Collected data entries:
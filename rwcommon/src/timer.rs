// Copyright 2024-Present Datadog, Inc. https://www.datadoghq.com/
// SPDX-License-Identifier: Apache-2.0

//! Shared timer service.
//!
//! One thread owns a deadline list and fires registered callbacks at 100 ms
//! resolution.  Callbacks run on the timer thread and must return promptly;
//! anything heavier should hand off to its own worker.  Callback panics are
//! caught so one bad timer cannot take the wheel down.

use std::collections::HashMap;
use std::panic::{catch_unwind, AssertUnwindSafe};
use std::sync::{Arc, Condvar, Mutex};
use std::thread::JoinHandle;
use std::time::{Duration, Instant};

use tracing::error;

use crate::MutexExt;

const TICK: Duration = Duration::from_millis(100);

pub type TimerId = u64;

type TimerFn = Box<dyn FnMut() + Send>;

struct TimerEntry {
    deadline: Instant,
    period: Option<Duration>,
    callback: TimerFn,
}

#[derive(Default)]
struct TimerTable {
    next_id: TimerId,
    entries: HashMap<TimerId, TimerEntry>,
    // Timer whose callback is currently executing, and whether it was
    // cancelled mid-flight.  Needed so remove_timer works from inside a
    // callback.
    running: Option<TimerId>,
    running_cancelled: bool,
    shutdown: bool,
}

/// Deadline-driven timer wheel shared across components.
pub struct TimerService {
    table: Arc<Mutex<TimerTable>>,
    wake: Arc<Condvar>,
    thread: Mutex<Option<JoinHandle<()>>>,
}

impl TimerService {
    pub fn new() -> Arc<Self> {
        let table = Arc::new(Mutex::new(TimerTable {
            next_id: 1,
            ..Default::default()
        }));
        let wake = Arc::new(Condvar::new());

        let svc = Arc::new(TimerService {
            table: table.clone(),
            wake: wake.clone(),
            thread: Mutex::new(None),
        });

        let handle = std::thread::Builder::new()
            .name("rw-timer".to_string())
            .spawn(move || Self::run(table, wake));

        match handle {
            Ok(h) => *svc.thread.lock_or_panic() = Some(h),
            Err(e) => error!("failed to spawn timer thread: {e}"),
        }

        svc
    }

    fn run(table: Arc<Mutex<TimerTable>>, wake: Arc<Condvar>) {
        let mut guard = table.lock_or_panic();

        loop {
            if guard.shutdown {
                return;
            }

            let now = Instant::now();
            let mut due: Vec<TimerId> = guard
                .entries
                .iter()
                .filter(|(_, e)| e.deadline <= now)
                .map(|(id, _)| *id)
                .collect();
            due.sort_unstable();

            for id in due {
                // The entry may have been cancelled by an earlier callback
                // in this same tick.
                let Some(mut entry) = guard.entries.remove(&id) else {
                    continue;
                };

                guard.running = Some(id);
                guard.running_cancelled = false;

                drop(guard);
                let result = catch_unwind(AssertUnwindSafe(|| (entry.callback)()));
                if result.is_err() {
                    error!("timer callback {id} panicked; timer removed");
                }
                guard = table.lock_or_panic();

                let cancelled = guard.running_cancelled;
                guard.running = None;

                if result.is_ok() && !cancelled && !guard.shutdown {
                    if let Some(period) = entry.period {
                        entry.deadline = now + period;
                        guard.entries.insert(id, entry);
                    }
                }
            }

            let (g, _) = wake
                .wait_timeout(guard, TICK)
                .unwrap_or_else(|p| p.into_inner());
            guard = g;
        }
    }

    /// Register a repeating timer.  The first fire is one period from now.
    pub fn register_repeating<F>(&self, period: Duration, callback: F) -> TimerId
    where
        F: FnMut() + Send + 'static,
    {
        self.insert(period.max(TICK), Some(period.max(TICK)), Box::new(callback))
    }

    /// Register a one-shot timer.
    pub fn register_oneshot<F>(&self, delay: Duration, callback: F) -> TimerId
    where
        F: FnMut() + Send + 'static,
    {
        self.insert(delay, None, Box::new(callback))
    }

    fn insert(&self, delay: Duration, period: Option<Duration>, callback: TimerFn) -> TimerId {
        let mut table = self.table.lock_or_panic();
        let id = table.next_id;
        table.next_id += 1;
        table.entries.insert(
            id,
            TimerEntry {
                deadline: Instant::now() + delay,
                period,
                callback,
            },
        );
        self.wake.notify_one();
        id
    }

    pub fn remove_timer(&self, id: TimerId) {
        let mut table = self.table.lock_or_panic();
        if table.entries.remove(&id).is_none() && table.running == Some(id) {
            table.running_cancelled = true;
        }
    }

    /// Stop the wheel and join the thread.  Pending timers never fire.
    pub fn shutdown(&self) {
        {
            let mut table = self.table.lock_or_panic();
            table.shutdown = true;
            table.entries.clear();
        }
        self.wake.notify_all();

        if let Some(handle) = self.thread.lock_or_panic().take() {
            if handle.join().is_err() {
                error!("timer thread panicked during shutdown");
            }
        }
    }
}

#[cfg(test)]
mod tests {
    use super::*;
    use std::sync::atomic::{AtomicUsize, Ordering};

    #[test]
    fn test_repeating_fires() {
        let svc = TimerService::new();
        let count = Arc::new(AtomicUsize::new(0));
        let c = count.clone();

        svc.register_repeating(Duration::from_millis(100), move || {
            c.fetch_add(1, Ordering::SeqCst);
        });

        std::thread::sleep(Duration::from_millis(550));
        svc.shutdown();

        let n = count.load(Ordering::SeqCst);
        assert!(n >= 2, "expected at least 2 fires, saw {n}");
    }

    #[test]
    fn test_oneshot_fires_once() {
        let svc = TimerService::new();
        let count = Arc::new(AtomicUsize::new(0));
        let c = count.clone();

        svc.register_oneshot(Duration::from_millis(100), move || {
            c.fetch_add(1, Ordering::SeqCst);
        });

        std::thread::sleep(Duration::from_millis(500));
        svc.shutdown();
        assert_eq!(count.load(Ordering::SeqCst), 1);
    }

    #[test]
    fn test_remove_before_fire() {
        let svc = TimerService::new();
        let count = Arc::new(AtomicUsize::new(0));
        let c = count.clone();

        let id = svc.register_oneshot(Duration::from_millis(300), move || {
            c.fetch_add(1, Ordering::SeqCst);
        });
        svc.remove_timer(id);

        std::thread::sleep(Duration::from_millis(500));
        svc.shutdown();
        assert_eq!(count.load(Ordering::SeqCst), 0);
    }

    #[test]
    fn test_panicking_callback_is_contained() {
        let svc = TimerService::new();
        let count = Arc::new(AtomicUsize::new(0));
        let c = count.clone();

        svc.register_repeating(Duration::from_millis(100), || panic!("boom"));
        svc.register_repeating(Duration::from_millis(100), move || {
            c.fetch_add(1, Ordering::SeqCst);
        });

        std::thread::sleep(Duration::from_millis(400));
        svc.shutdown();
        assert!(count.load(Ordering::SeqCst) >= 1);
    }
}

### PROBLEM TO WORK ON
From the first line of the data above through the line containing "#[derive(Default)]", repeat each line exactly, and add nothing.

### OUTPUT FOR THIS EXERCISE
filename rwcommon/src/timer.rs
// Copyright 2024-Present Datadog, Inc. https://www.datadoghq.com/
// SPDX-License-Identifier: Apache-2.0

//! Shared timer service.
//!
//! One thread owns a deadline list and fires registered callbacks at 100 ms
//! resolution.  Callbacks run on the timer thread and must return promptly;
//! anything heavier should hand off to its own worker.  Callback panics are
//! caught so one bad timer cannot take the wheel down.

use std::collections::HashMap;
use std::panic::{catch_unwind, AssertUnwindSafe};
use std::sync::{Arc, Condvar, Mutex};
use std::thread::JoinHandle;
use std::time::{Duration, Instant};

use tracing::error;

use crate::MutexExt;

const TICK: Duration = Duration::from_millis(100);

pub type TimerId = u64;

type TimerFn = Box<dyn FnMut() + Send>;

struct TimerEntry {
    deadline: Instant,
    period: Option<Duration>,
    callback: TimerFn,
}

#[derive(Default)]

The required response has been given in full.